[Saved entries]
use crate::{
    errors::{Error, EvalResult},
    expressions::{
        Attribute, BinaryOperator, Block, Body, Expr, ExprLoc, ForIntro, Literal, Stmt, Trailer,
        UnaryOperator,
    },
    lex::{self, Span, Token, TokenLoc},
    template,
};

/// Parses a full configuration body.
///
/// Parsing is all-or-nothing: the first syntax error aborts with a
/// `ParseError` carrying the span of the offending token.
pub fn parse_body(src: &str) -> EvalResult<Body> {
    let tokens = lex::tokenize(src, 0)?;
    let mut parser = Parser::new(tokens, src.len() as u32);
    let statements = parser.statements(false)?;
    Ok(Body::new(Span::new(0, src.len() as u32), statements))
}

/// Parses a single expression; the whole input must be consumed.
pub fn parse_expr(src: &str) -> EvalResult<ExprLoc> {
    parse_expr_at(src, 0)
}

/// Parses an expression from a source fragment that sits at byte offset
/// `offset` of the original text, so all spans index the original.
pub(crate) fn parse_expr_at(src: &str, offset: u32) -> EvalResult<ExprLoc> {
    let tokens = lex::tokenize(src, offset)?;
    let mut parser = Parser::new(tokens, offset + src.len() as u32);
    parser.skip_newlines();
    let expr = parser.expression()?;
    parser.skip_newlines();
    parser.expect_end()?;
    Ok(expr)
}

/// A recursive-descent parser over the token stream.
///
/// One method per precedence level, lowest binding first: conditional, `||`,
/// `&&`, unary `!`, equality, comparison, additive, multiplicative, unary
/// `-`, postfix trailers, primary terms. Binary operators associate left;
/// the conditional associates right.
struct Parser {
    tokens: Vec<TokenLoc>,
    pos: usize,
    /// End offset of the source, for spans of errors at end of input.
    end: u32,
}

• _Exercise prompt_
The lines that contain the word "first" are wanted; copy each of them from the records.

• _The answer_
/// Parsing is all-or-nothing: the first syntax error aborts with a
/// One method per precedence level, lowest binding first: conditional, `||`,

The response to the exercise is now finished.